Choroid plexus xanthogranulomas are rare tumors of the central nervous system. They are usually asymptomatic and are often reported as incidental autopsy findings. Although they are mostly asymptomatic, rarely, these tumors can result in obstructive hydrocephalus. The etiology of these tumors is often uncertain. They are also known as cholesterol granuloma and are typically composed of large foam-filled cells with clusters of lymphocytes and macrophages and multinucleated giant cells. The radiological features vary, owing to the heterogeneity of content. We hereby report the neuroimaging findings of choroid plexus xanthogranuloma, located in bilateral lateral ventricles, which was detected incidentally in a patient.

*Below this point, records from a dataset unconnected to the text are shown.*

use std::path::PathBuf;
use thiserror::Error;

/// Errors raised while loading configuration or building the handler registry.
#[derive(Error, Debug)]
pub enum ConfigurationError {
    #[error("Failed to load configuration from {source_name}: {message}")]
    Load {
        source_name: String,
        message: String,
    },

    #[error("Configuration file not found, searched: {searched:?}")]
    FileNotFound { searched: Vec<PathBuf> },

    #[error("Invalid value for {field}: {reason}")]
    InvalidValue { field: String, reason: String },

    #[error("Missing required configuration: {field}")]
    MissingField { field: String },

    #[error("Topic registered more than once: {topic}")]
    DuplicateTopic { topic: String },
}

impl ConfigurationError {
    pub fn load(source_name: impl Into<String>, message: impl ToString) -> Self {
        Self::Load {
            source_name: source_name.into(),
            message: message.to_string(),
        }
    }

    pub fn invalid_value(field: impl Into<String>, reason: impl Into<String>) -> Self {
        Self::InvalidValue {
            field: field.into(),
            reason: reason.into(),
        }
    }

    pub fn missing_field(field: impl Into<String>) -> Self {
        Self::MissingField {
            field: field.into(),
        }
    }

    pub fn duplicate_topic(topic: impl Into<String>) -> Self {
        Self::DuplicateTopic {
            topic: topic.into(),
        }
    }
}

impl From<config::ConfigError> for ConfigurationError {
    fn from(err: config::ConfigError) -> Self {
        ConfigurationError::load("layered sources", err)
    }
}

pub type ConfigResult<T> = Result<T, ConfigurationError>;
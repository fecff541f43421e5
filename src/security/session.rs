use crate::core::error::AuthError;
use crate::models::views::Flash;
use crate::security::flash::set_flash;
use axum::{
    extract::{FromRef, FromRequestParts},
    http::request::Parts,
    response::{IntoResponse, Redirect, Response},
};
use axum_extra::extract::cookie::{Cookie, Key, SameSite, SignedCookieJar};
use sha2::{Digest, Sha512};
use std::convert::Infallible;
use tracing::warn;

pub const SESSION_COOKIE: &str = "session";
const SESSION_ADMIN: &str = "admin";

/// Derive the cookie signing key from the configured secret.
///
/// `Key::from` needs 64 bytes of material; hashing lets any non-empty
/// secret be used.
pub fn signing_key(secret: &str) -> Key {
    let digest = Sha512::digest(secret.as_bytes());
    Key::from(digest.as_slice())
}

/// Per-request authentication context, read from the signed session cookie
#[derive(Debug, Clone, Copy, PartialEq, Eq)]
pub enum AdminSession {
    Authenticated,
    Anonymous,
}

impl AdminSession {
    pub fn from_jar(jar: &SignedCookieJar) -> Self {
        match jar.get(SESSION_COOKIE) {
            Some(cookie) if cookie.value() == SESSION_ADMIN => AdminSession::Authenticated,
            _ => AdminSession::Anonymous,
        }
    }

    pub fn is_authenticated(self) -> bool {
        self == AdminSession::Authenticated
    }
}

impl<S> FromRequestParts<S> for AdminSession
where
    S: Send + Sync,
    Key: FromRef<S>,
{
    type Rejection = Infallible;

    async fn from_request_parts(parts: &mut Parts, state: &S) -> Result<Self, Self::Rejection> {
        let jar = SignedCookieJar::<Key>::from_request_parts(parts, state).await?;
        Ok(AdminSession::from_jar(&jar))
    }
}

/// Guard for protected handlers: extraction fails with a redirect to the
/// login form unless the session flag is set.
#[derive(Debug, Clone, Copy)]
pub struct RequireAdmin;

impl<S> FromRequestParts<S> for RequireAdmin
where
    S: Send + Sync,
    Key: FromRef<S>,
{
    type Rejection = LoginRedirect;

    async fn from_request_parts(parts: &mut Parts, state: &S) -> Result<Self, Self::Rejection> {
        let jar = match SignedCookieJar::<Key>::from_request_parts(parts, state).await {
            Ok(jar) => jar,
            Err(never) => match never {},
        };

        if AdminSession::from_jar(&jar).is_authenticated() {
            Ok(RequireAdmin)
        } else {
            warn!(
                method = %parts.method,
                path = %parts.uri.path(),
                "Unauthenticated access to protected route"
            );
            Err(LoginRedirect(jar))
        }
    }
}

/// Rejection of [`RequireAdmin`]
pub struct LoginRedirect(SignedCookieJar);

impl IntoResponse for LoginRedirect {
    fn into_response(self) -> Response {
        let jar = set_flash(self.0, Flash::error(AuthError::LoginRequired.to_string()));
        (jar, Redirect::to("/login")).into_response()
    }
}

pub fn log_in(jar: SignedCookieJar) -> SignedCookieJar {
    jar.add(
        Cookie::build((SESSION_COOKIE, SESSION_ADMIN))
            .path("/")
            .http_only(true)
            .same_site(SameSite::Lax),
    )
}

pub fn log_out(jar: SignedCookieJar) -> SignedCookieJar {
    jar.remove(Cookie::build(SESSION_COOKIE).path("/"))
}
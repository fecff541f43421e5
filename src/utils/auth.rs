/// Compare two secrets in constant time.
///
/// Runs over every byte of equal-length inputs so the comparison time does
/// not reveal the length of the matching prefix.
pub fn constant_time_eq(provided: &str, expected: &str) -> bool {
    provided.len() == expected.len()
        && provided
            .as_bytes()
            .iter()
            .zip(expected.as_bytes().iter())
            .fold(0u8, |acc, (a, b)| acc | (a ^ b))
            == 0
}

/// Check submitted admin credentials against the configured pair.
/// Both halves are always compared.
pub fn verify_credentials(
    username: &str,
    password: &str,
    expected_username: &str,
    expected_password: &str,
) -> bool {
    let username_ok = constant_time_eq(username, expected_username);
    let password_ok = constant_time_eq(password, expected_password);
    username_ok & password_ok
}
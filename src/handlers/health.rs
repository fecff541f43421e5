use crate::core::state::AppState;
use axum::{extract::State, http::StatusCode, response::IntoResponse, Json};
use serde::{Deserialize, Serialize};
use std::time::{SystemTime, UNIX_EPOCH};

#[derive(Debug, Serialize, Deserialize)]
pub struct HealthResponse {
    pub status: String,
    pub timestamp: i64,
    pub students: usize,
}

/// Health check handler
///
/// GET /health
pub async fn health_handler(State(state): State<AppState>) -> impl IntoResponse {
    let timestamp = SystemTime::now()
        .duration_since(UNIX_EPOCH)
        .map(|elapsed| elapsed.as_secs() as i64)
        .unwrap_or_default();

    (
        StatusCode::OK,
        Json(HealthResponse {
            status: "ok".to_string(),
            timestamp,
            students: state.store.load().await.len(),
        }),
    )
}
use anyhow::{Context, Result};
use axum::serve;
use roster::core::config::Config;
use roster::core::state::AppState;
use roster::core::{routes, startup, tracing_init};
use std::env;
use std::path::PathBuf;
use tokio::net::TcpListener;
use tokio::signal;
use tower::ServiceBuilder;
use tower_http::trace::{DefaultMakeSpan, DefaultOnResponse, TraceLayer};
use tracing::{info, Level};

fn main() -> Result<()> {
    // A missing .env is fine; the process environment and defaults still apply
    let dotenv = dotenvy::dotenv().ok();

    let config_path = env::args()
        .nth(1)
        .map(PathBuf::from)
        .unwrap_or_else(|| PathBuf::from("config.toml"));

    let config = Config::load(&config_path).context(format!(
        "Failed to load configuration from '{}'. \
        See config.example.toml for the available settings.",
        config_path.display()
    ))?;

    tracing_init::init_tracing(&config.logging)?;

    if let Some(path) = dotenv {
        info!(path = %path.display(), "Loaded environment file");
    }

    let runtime = tokio::runtime::Builder::new_multi_thread()
        .worker_threads(config.server.num_threads)
        .enable_all()
        .build()
        .context("Failed to build Tokio runtime")?;

    runtime.block_on(async_main(config, config_path))
}

async fn async_main(config: Config, config_path: PathBuf) -> Result<()> {
    info!(
        config_path = %config_path.display(),
        host = %config.server.host,
        port = config.server.port,
        num_threads = config.server.num_threads,
        students_file = %config.storage.students_file.display(),
        log_level = %config.logging.level,
        "Student roster starting"
    );

    let addr = format!("{}:{}", config.server.host, config.server.port);
    let state = AppState::new(config);

    startup::prepare(&state).await?;

    let app = routes::build_router(state).layer(
        ServiceBuilder::new().layer(
            TraceLayer::new_for_http()
                .make_span_with(DefaultMakeSpan::new().level(Level::INFO))
                .on_response(DefaultOnResponse::new().level(Level::INFO)),
        ),
    );

    let listener = TcpListener::bind(&addr)
        .await
        .context(format!("Failed to bind TCP listener to {}", addr))?;

    info!(address = %addr, "Listening");

    serve(listener, app)
        .with_graceful_shutdown(shutdown_signal())
        .await
        .context("HTTP server error")?;

    info!("Shut down gracefully");

    Ok(())
}

/// Wait for shutdown signal (Ctrl+C or SIGTERM)
async fn shutdown_signal() {
    let ctrl_c = async {
        signal::ctrl_c()
            .await
            .expect("Failed to install Ctrl+C handler");
    };

    #[cfg(unix)]
    let terminate = async {
        signal::unix::signal(signal::unix::SignalKind::terminate())
            .expect("Failed to install SIGTERM handler")
            .recv()
            .await;
    };

    #[cfg(not(unix))]
    let terminate = std::future::pending::<()>();

    tokio::select! {
        _ = ctrl_c => {
            info!("Received Ctrl+C signal");
        },
        _ = terminate => {
            info!("Received SIGTERM signal");
        },
    }
}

Keywords: Choroid plexus xanthogranulomas, incidental, lateral ventricles, radiological appearance


How to cite this article:
Sheetal S, Kumar S A. Choroid plexus xanthogranuloma: Radiological features. Arch Med Health Sci 2021;9:359-60

How to cite this URL:
Sheetal S, Kumar S A. Choroid plexus xanthogranuloma: Radiological features. Arch Med Health Sci [serial online] 2021 [cited 2022 Jun 25];9:359-60. Available from: https://www.amhsjournal.org/text.asp?2021/9/2/359/333994




  Case Description Top


A 64-year-old woman presented with a history of slip and fall, followed by holocranial headache. There was no history of loss of consciousness, vomiting, or seizures. Neurological examination was unremarkable. Magnetic resonance imaging (MRI) of the brain showed bilateral rounded choroid plexus lesions, located in the atria and trigone of bilateral lateral ventricles, showing near cerebrospinal fluid intensity on T2 without complete attenuation on fluid attenuation inversion recovery (FLAIR) images, and high signal on diffusion-weighted images (DWI), with low apparent diffusion coefficient values, suggestive of choroid plexus xanthogranulomas [Figure 1] and [Figure 2].
Figure 1: Magnetic resonance imaging of the brain; (a) Coronal T2 images showing bilateral rounded choroid plexus lesions, located in the atria and trigone of bilateral lateral ventricles, showing near cerebrospinal fluid intensity (blue arrow); (b) Axial fluid attenuation inversion recovery images showing incomplete attenuation of these lesions (yellow arrow)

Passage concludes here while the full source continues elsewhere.